U.S. President Donald Trump has said he has "low expectations" for his July 16 meeting with Russian President Vladimir Putin in Helsinki.
"I go in with low expectations," Trump said in an interview with CBS News published on July 15. "I'm not going with high expectations."
He said that "nothing bad" and "maybe some good" would come out of the meeting.
"I think it's a good thing to meet. I do believe in meetings," Trump said.
The U.S. President said he would raise the issue of 12 Russian spies indicted for interfering in the 2016 U.S. presidential election while adding that he "hadn't thought" about asking Putin to extradite them to the U.S.
The Kremlin denies it interfered in the U.S. election.
In another interview published ahead of his summit with the Russian leader, Trump said Putin was "probably" a "ruthless person."

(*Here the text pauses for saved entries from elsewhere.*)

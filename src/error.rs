//! Error types for the metrics core and its collaborators.
//!
//! Computation errors (`ScoreError`, `SnapshotError`), configuration errors
//! (`ConfigError`) and data-fetch errors (`ProviderError`) are kept apart so
//! callers can tell "no data in this view" from "failed to compute" from
//! "failed to fetch".

use crate::models::RejectedRecord;
use thiserror::Error;

/// A score on an employee record could not be used for classification.
#[derive(Debug, Clone, PartialEq, Error)]
pub enum ScoreError {
    /// The score field was absent or `null`.
    #[error("{field} is missing")]
    Missing {
        /// Wire name of the field
        field: &'static str,
    },

    /// The score was a string that does not parse as a number.
    #[error("{field} is not numeric: {value:?}")]
    NonNumeric {
        /// Wire name of the field
        field: &'static str,
        /// The offending raw value
        value: String,
    },

    /// The score parsed but is NaN or infinite.
    #[error("{field} is not a finite number: {value}")]
    NotFinite {
        /// Wire name of the field
        field: &'static str,
        /// The offending value
        value: f64,
    },
}

impl ScoreError {
    /// Create a Missing error.
    pub fn missing(field: &'static str) -> Self {
        Self::Missing { field }
    }

    /// Create a NonNumeric error.
    pub fn non_numeric(field: &'static str, value: impl Into<String>) -> Self {
        Self::NonNumeric {
            field,
            value: value.into(),
        }
    }
}

/// Threshold or weight configuration that cannot be used.
#[derive(Debug, Clone, PartialEq, Error)]
pub enum ConfigError {
    /// Metric weights do not add up to 1.0.
    #[error("weights for {team} sum to {sum:.3}, expected 1.0")]
    WeightSum { team: String, sum: f64 },

    /// A single weight is negative or not finite.
    #[error("weight {metric:?} for {team} is invalid: {value}")]
    InvalidWeight {
        team: String,
        metric: String,
        value: f64,
    },

    /// A threshold bound falls outside the 0-100 score domain.
    #[error("{bound} threshold for {team} must be within 0-100, got {value}")]
    ThresholdOutOfRange {
        team: String,
        bound: &'static str,
        value: f64,
    },

    /// A top-N size of zero would always produce empty lists.
    #[error("{setting} must be at least 1")]
    ZeroSize { setting: &'static str },
}

/// The snapshot could not be computed.
#[derive(Debug, Clone, PartialEq, Error)]
pub enum SnapshotError {
    /// Records with invalid scores were found under the abort policy.
    #[error("{} record(s) have invalid scores; first: {}", .0.len(), first_rejection(.0))]
    InvalidRecords(Vec<RejectedRecord>),
}

fn first_rejection(rejected: &[RejectedRecord]) -> String {
    rejected
        .first()
        .map(|r| format!("{} ({})", r.id, r.error))
        .unwrap_or_default()
}

/// Fetching or decoding raw employee data failed.
#[derive(Debug, Error)]
pub enum ProviderError {
    /// Reading a local dataset failed.
    #[error("failed to read {path}: {source}")]
    Io {
        path: String,
        #[source]
        source: std::io::Error,
    },

    /// The payload was not the expected JSON shape.
    #[error("failed to decode {origin}: {source}")]
    Decode {
        origin: String,
        #[source]
        source: serde_json::Error,
    },

    /// The API answered with a non-success status.
    #[error("API error {status} from {url}: {body}")]
    Status {
        url: String,
        status: u16,
        body: String,
    },

    /// The request did not complete in time.
    #[error("request to {url} timed out after {seconds}s")]
    Timeout { url: String, seconds: u64 },

    /// The API host could not be reached.
    #[error("cannot connect to {url}")]
    Connect { url: String },

    /// Any other transport failure.
    #[error("request to {url} failed: {source}")]
    Request {
        url: String,
        #[source]
        source: reqwest::Error,
    },
}

#[cfg(test)]
mod tests {
    use super::*;
    use crate::models::EmployeeId;

    #[test]
    fn test_score_error_messages() {
        assert_eq!(
            ScoreError::missing("impactScore").to_string(),
            "impactScore is missing"
        );
        assert_eq!(
            ScoreError::non_numeric("activityScore", "high").to_string(),
            "activityScore is not numeric: \"high\""
        );
        let err = ScoreError::NotFinite {
            field: "impactScore",
            value: f64::NAN,
        };
        assert!(err.to_string().contains("not a finite number"));
    }

    #[test]
    fn test_snapshot_error_names_first_record() {
        let err = SnapshotError::InvalidRecords(vec![RejectedRecord {
            id: EmployeeId::Number(7),
            name: "Sam".to_string(),
            team: "Platform".to_string(),
            error: ScoreError::missing("impactScore"),
        }]);
        let message = err.to_string();
        assert!(message.starts_with("1 record(s)"));
        assert!(message.contains("7 (impactScore is missing)"));
    }

    #[test]
    fn test_config_error_messages() {
        let err = ConfigError::WeightSum {
            team: "Default".to_string(),
            sum: 0.9,
        };
        assert_eq!(err.to_string(), "weights for Default sum to 0.900, expected 1.0");
    }
}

Trump also told Britain’s Daily Mail newspaper in the interview published on July 14 that he "fully intends" to run for reelection in 2020, adding that "it seems like everybody wants me to."
Trump was in Britain as part of his European trip that earlier saw him in Brussels for a NATO summit and will take him to Helsinki for a summit with Putin on July 16.
After interviewer Piers Morgan described North Korean leader Kim Jong Un as a "ruthless dictator," Trump agreed and said he deals with many leaders who are "pretty ruthless people."
Asked if he considered Putin to be ruthless, Trump said: "I can’t tell you that…I assume he probably is. But I could name others also. Look, if we can get along with Russia that’s a good thing. I don’t know him. I met him a couple of times, I met him at the G20."
"I think we could probably get along very well," Trump added, referring to his scheduled summit with Putin.
"Somebody said are you friends or enemies? I said, well, it’s too early to say, but right now I say we’re competitors. But for the United States, and frankly the U.K. and other places, to get along with Russia and China and all of these other places…that’s a good thing, that’s not a bad thing. That’s a really good thing."
Asked if he wanted to put the United States out of NATO, Trump responded by saying, "I don’t even know why you’re asking the question. We have now a much more solid NATO than they’ve had for years."
Some Western allies had interpreted Trump's comments demanding NATO to increase its spending or see the United States "go it alone" as a threat to quit the military alliance.